Find the coordinates and the nature of the stationary points for the curve $y = x^3 - 3x + 2$.

1. Find $\frac{dy}{dx}$: $3x^2 - 3$.
2. Set $\frac{dy}{dx} = 0$: $3(x^2 - 1) = 0 \implies x = 1, x = -1$.
3. Find $y$-coordinates: At $x = 1, y = (1)^3 - 3(1) + 2 = 0$. At $x = -1, y = (-1)^3 - 3(-1) + 2 = 4$.
4. Find $\frac{d^2y}{dx^2}$: $6x$.
5. Test $x = 1$: $\frac{d^2y}{dx^2} = 6(1) = 6 > 0$ (Minimum).
6. Test $x = -1$: $\frac{d^2y}{dx^2} = 6(-1) = -6 < 0$ (Maximum). Final Answer: (1, 0) is a Local Minimum; (-1, 4) is a Local Maximum.

We first differentiated the function to find the x-values where the slope is zero. After finding the corresponding y-coordinates, we used the second derivative to check the concavity: a positive second derivative indicates a 'cup' shape (minimum) and a negative one indicates a 'cap' shape (maximum).

A closed rectangular box has a square base of side $x$ cm and a total surface area of $150$ cm². Express the height $h$ in terms of $x$ and find the value of $x$ that maximizes the volume.

1. Surface Area: $2x^2 + 4xh = 150 \implies 4xh = 150 - 2x^2 \implies h = \frac{150 - 2x^2}{4x}$.
2. Volume $V = x^2h = x^2(\frac{150 - 2x^2}{4x}) = \frac{150x - 2x^3}{4} = 37.5x - 0.5x^3$.
3. Maximize: $\frac{dV}{dx} = 37.5 - 1.5x^2$.
4. Set $\frac{dV}{dx} = 0: 1.5x^2 = 37.5 \implies x^2 = 25 \implies x = 5$ (since $x > 0$).
5. Verify nature: $\frac{d^2V}{dx^2} = -3x$. At $x=5$, $-15 < 0$, so it is a maximum.

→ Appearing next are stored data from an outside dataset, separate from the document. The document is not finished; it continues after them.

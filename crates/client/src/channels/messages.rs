//! Control channel message types
//!
//! Messages are JSON objects discriminated by a `message` field, except the
//! quiz start command which travels as the bare string `quiz_start`.

use crate::{Error, Result};
use base64::{engine::general_purpose::STANDARD, Engine as _};
use image::ImageFormat;
use serde::{Deserialize, Serialize};
use std::fmt;
use tracing::warn;

/// Literal command string that starts the quiz
pub const QUIZ_START_COMMAND: &str = "quiz_start";

/// Maximum number of answer choices per question
pub const MAX_CHOICES: usize = 4;

/// Message exchanged over the control channel
#[derive(Debug, Clone, PartialEq)]
pub enum ControlMessage {
    /// Hand visibility status from the remote peer
    HandStatus(HandStatus),
    /// Next question from the remote peer
    NewQuestion(Question),
    /// Final result from the remote peer
    QuizFinished(QuizResult),
    /// Start command from the local side
    QuizStart,
}

/// Hand visibility status bar
#[derive(Debug, Clone, PartialEq, Eq)]
pub struct HandStatus {
    /// Whether both hands are visible
    pub seen: bool,
    /// Text to display
    pub text: String,
    /// Display color (CSS color string)
    pub color: String,
}

impl HandStatus {
    /// Status reported when hands are visible
    pub fn seen() -> Self {
        Self {
            seen: true,
            text: "Hands detected".to_string(),
            color: "#49ff34".to_string(),
        }
    }

    /// Status reported when hands are not visible
    pub fn unseen() -> Self {
        Self {
            seen: false,
            text: "Show both hands!".to_string(),
            color: "yellow".to_string(),
        }
    }
}

impl Default for HandStatus {
    /// Status shown before the remote peer reports anything
    fn default() -> Self {
        Self {
            seen: false,
            text: "Use your hands".to_string(),
            color: "yellow".to_string(),
        }
    }
}

/// One quiz question
#[derive(Debug, Clone, PartialEq)]
pub struct Question {
    /// Display label such as "Question 1"
    pub label: Option<String>,
    /// Question text
    pub text: String,
    /// Answer choices by position; slot `i` is choice `i + 1` on the wire
    pub choices: [Option<String>; MAX_CHOICES],
    /// Optional visual aid
    pub image: Option<QuestionImage>,
}

impl Question {
    /// Choice at a 1-based position
    pub fn choice(&self, position: usize) -> Option<&str> {
        position
            .checked_sub(1)
            .and_then(|i| self.choices.get(i))
            .and_then(|choice| choice.as_deref())
    }

    /// Present choices with their 1-based positions
    pub fn choices(&self) -> impl Iterator<Item = (usize, &str)> + '_ {
        self.choices
            .iter()
            .enumerate()
            .filter_map(|(i, choice)| choice.as_deref().map(|text| (i + 1, text)))
    }
}

/// Still image attached to a question
#[derive(Clone, PartialEq)]
pub struct QuestionImage {
    /// Encoded image bytes
    pub bytes: Vec<u8>,
    /// Format detected from the bytes
    pub format: ImageFormat,
}

impl QuestionImage {
    /// Decode a base64 payload (bare or `data:` URL) into a recognised still image
    pub fn from_base64(encoded: &str) -> Result<Self> {
        let payload = match encoded.trim().strip_prefix("data:") {
            Some(rest) => rest
                .split_once(";base64,")
                .map(|(_, data)| data)
                .ok_or_else(|| {
                    Error::ProtocolError("Image data URL is not base64 encoded".to_string())
                })?,
            None => encoded.trim(),
        };

        let bytes = STANDARD
            .decode(payload)
            .map_err(|e| Error::ProtocolError(format!("Image is not valid base64: {}", e)))?;
        let format = image::guess_format(&bytes)
            .map_err(|e| Error::ProtocolError(format!("Unrecognised image format: {}", e)))?;

        Ok(Self { bytes, format })
    }

    /// MIME type of the image
    pub fn mime_type(&self) -> &'static str {
        self.format.to_mime_type()
    }

    /// Base64 encoding of the image bytes
    pub fn to_base64(&self) -> String {
        STANDARD.encode(&self.bytes)
    }

    /// `data:` URL suitable for direct rendering
    pub fn data_url(&self) -> String {
        format!("data:{};base64,{}", self.mime_type(), self.to_base64())
    }
}

impl fmt::Debug for QuestionImage {
    fn fmt(&self, f: &mut fmt::Formatter<'_>) -> fmt::Result {
        f.debug_struct("QuestionImage")
            .field("format", &self.format)
            .field("len", &self.bytes.len())
            .finish()
    }
}

/// Final quiz result
#[derive(Debug, Clone, Copy, PartialEq)]
pub struct QuizResult {
    /// Score percentage in 0..=100
    pub score: f64,
    /// Cumulative time the hands were not visible
    pub hands_down: HandsDownTime,
}

/// Hands-down time, held in hundredths of a second
///
/// Reported seconds are scaled by 100 and rounded half away from zero as
/// an `f64`. Halfway inputs that binary floating point cannot represent
/// exactly land on whichever side their stored value falls: 12.345 s
/// becomes `12.35`, 1.005 s becomes `1.00`.
#[derive(Debug, Clone, Copy, PartialEq, Eq, PartialOrd, Ord, Default)]
pub struct HandsDownTime {
    centis: u64,
}

impl HandsDownTime {
    /// Build from reported seconds
    ///
    /// # Errors
    ///
    /// Returns `Error::ProtocolError` for negative or non-finite values.
    pub fn from_seconds(seconds: f64) -> Result<Self> {
        if !seconds.is_finite() || seconds < 0.0 {
            return Err(Error::ProtocolError(format!(
                "hands_unseen must be a non-negative number, got {}",
                seconds
            )));
        }
        Ok(Self {
            centis: (seconds * 100.0).round() as u64,
        })
    }

    /// Build from hundredths of a second
    pub fn from_centis(centis: u64) -> Self {
        Self { centis }
    }

    /// Whole hundredths of a second
    pub fn centis(&self) -> u64 {
        self.centis
    }

    /// Seconds as a float
    pub fn as_secs_f64(&self) -> f64 {
        self.centis as f64 / 100.0
    }
}

impl fmt::Display for HandsDownTime {
    fn fmt(&self, f: &mut fmt::Formatter<'_>) -> fmt::Result {
        write!(f, "{}.{:02}", self.centis / 100, self.centis % 100)
    }
}

/// JSON shape on the wire
#[derive(Serialize, Deserialize)]
#[serde(tag = "message", rename_all = "snake_case")]
enum WireMessage {
    HandSeen {
        #[serde(default, skip_serializing_if = "Option::is_none")]
        text: Option<String>,
        #[serde(default, skip_serializing_if = "Option::is_none")]
        color: Option<String>,
    },
    HandUnseen {
        #[serde(default, skip_serializing_if = "Option::is_none")]
        text: Option<String>,
        #[serde(default, skip_serializing_if = "Option::is_none")]
        color: Option<String>,
    },
    NewQuestion {
        question: String,
        #[serde(default, rename = "qNo", skip_serializing_if = "Option::is_none")]
        q_no: Option<String>,
        #[serde(default, skip_serializing_if = "Option::is_none")]
        choice1: Option<String>,
        #[serde(default, skip_serializing_if = "Option::is_none")]
        choice2: Option<String>,
        #[serde(default, skip_serializing_if = "Option::is_none")]
        choice3: Option<String>,
        #[serde(default, skip_serializing_if = "Option::is_none")]
        choice4: Option<String>,
        #[serde(default, skip_serializing_if = "Option::is_none")]
        image: Option<String>,
    },
    QuizFinished {
        score: f64,
        hands_unseen: f64,
    },
    #[serde(other)]
    Unknown,
}

impl ControlMessage {
    /// Short name for diagnostics
    pub fn kind(&self) -> &'static str {
        match self {
            ControlMessage::HandStatus(status) if status.seen => "hand_seen",
            ControlMessage::HandStatus(_) => "hand_unseen",
            ControlMessage::NewQuestion(_) => "new_question",
            ControlMessage::QuizFinished(_) => "quiz_finished",
            ControlMessage::QuizStart => QUIZ_START_COMMAND,
        }
    }

    /// Parse one control channel text message
    ///
    /// Returns `Ok(None)` for an unrecognised `message` tag.
    pub fn parse(text: &str) -> Result<Option<Self>> {
        if text.trim() == QUIZ_START_COMMAND {
            return Ok(Some(ControlMessage::QuizStart));
        }

        let wire: WireMessage = serde_json::from_str(text)
            .map_err(|e| Error::ProtocolError(format!("Invalid control message: {}", e)))?;

        let message = match wire {
            WireMessage::HandSeen { text, color } => {
                let default = HandStatus::seen();
                ControlMessage::HandStatus(HandStatus {
                    seen: true,
                    text: text.unwrap_or(default.text),
                    color: color.unwrap_or(default.color),
                })
            }
            WireMessage::HandUnseen { text, color } => {
                let default = HandStatus::unseen();
                ControlMessage::HandStatus(HandStatus {
                    seen: false,
                    text: text.unwrap_or(default.text),
                    color: color.unwrap_or(default.color),
                })
            }
            WireMessage::NewQuestion {
                question,
                q_no,
                choice1,
                choice2,
                choice3,
                choice4,
                image,
            } => {
                // Blank choices are absent; the rest keep their positions
                let choices = [choice1, choice2, choice3, choice4]
                    .map(|choice| choice.filter(|text| !text.trim().is_empty()));
                if choices.iter().all(Option::is_none) {
                    return Err(Error::ProtocolError(
                        "new_question carries no choices".to_string(),
                    ));
                }

                let image = image
                    .filter(|encoded| !encoded.trim().is_empty())
                    .and_then(|encoded| match QuestionImage::from_base64(&encoded) {
                        Ok(image) => Some(image),
                        Err(e) => {
                            warn!("Dropping question image: {}", e);
                            None
                        }
                    });

                ControlMessage::NewQuestion(Question {
                    label: q_no,
                    text: question,
                    choices,
                    image,
                })
            }
            WireMessage::QuizFinished {
                score,
                hands_unseen,
            } => {
                if !score.is_finite() || !(0.0..=100.0).contains(&score) {
                    return Err(Error::ProtocolError(format!(
                        "quiz_finished score must be within 0..=100, got {}",
                        score
                    )));
                }
                ControlMessage::QuizFinished(QuizResult {
                    score,
                    hands_down: HandsDownTime::from_seconds(hands_unseen)?,
                })
            }
            WireMessage::Unknown => return Ok(None),
        };

        Ok(Some(message))
    }

    /// Encode for the control channel
    pub fn to_wire(&self) -> Result<String> {
        let wire = match self {
            ControlMessage::QuizStart => return Ok(QUIZ_START_COMMAND.to_string()),
            ControlMessage::HandStatus(status) if status.seen => WireMessage::HandSeen {
                text: Some(status.text.clone()),
                color: Some(status.color.clone()),
            },
            ControlMessage::HandStatus(status) => WireMessage::HandUnseen {
                text: Some(status.text.clone()),
                color: Some(status.color.clone()),
            },
            ControlMessage::NewQuestion(question) => {
                if question.choices().next().is_none() {
                    return Err(Error::ProtocolError(
                        "A question needs at least one choice".to_string(),
                    ));
                }
                let [choice1, choice2, choice3, choice4] = question.choices.clone();
                WireMessage::NewQuestion {
                    question: question.text.clone(),
                    q_no: question.label.clone(),
                    choice1,
                    choice2,
                    choice3,
                    choice4,
                    image: question.image.as_ref().map(QuestionImage::to_base64),
                }
            }
            ControlMessage::QuizFinished(result) => WireMessage::QuizFinished {
                score: result.score,
                hands_unseen: result.hands_down.as_secs_f64(),
            },
        };

        serde_json::to_string(&wire).map_err(|e| {
            Error::SerializationError(format!("Failed to serialize control message: {}", e))
        })
    }
}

In optimization problems, we express the target variable (Volume) in terms of a single variable (x) using the given constraint (Surface Area). We then differentiate and solve for zero to find the stationary point, verifying it is a maximum using the second derivative.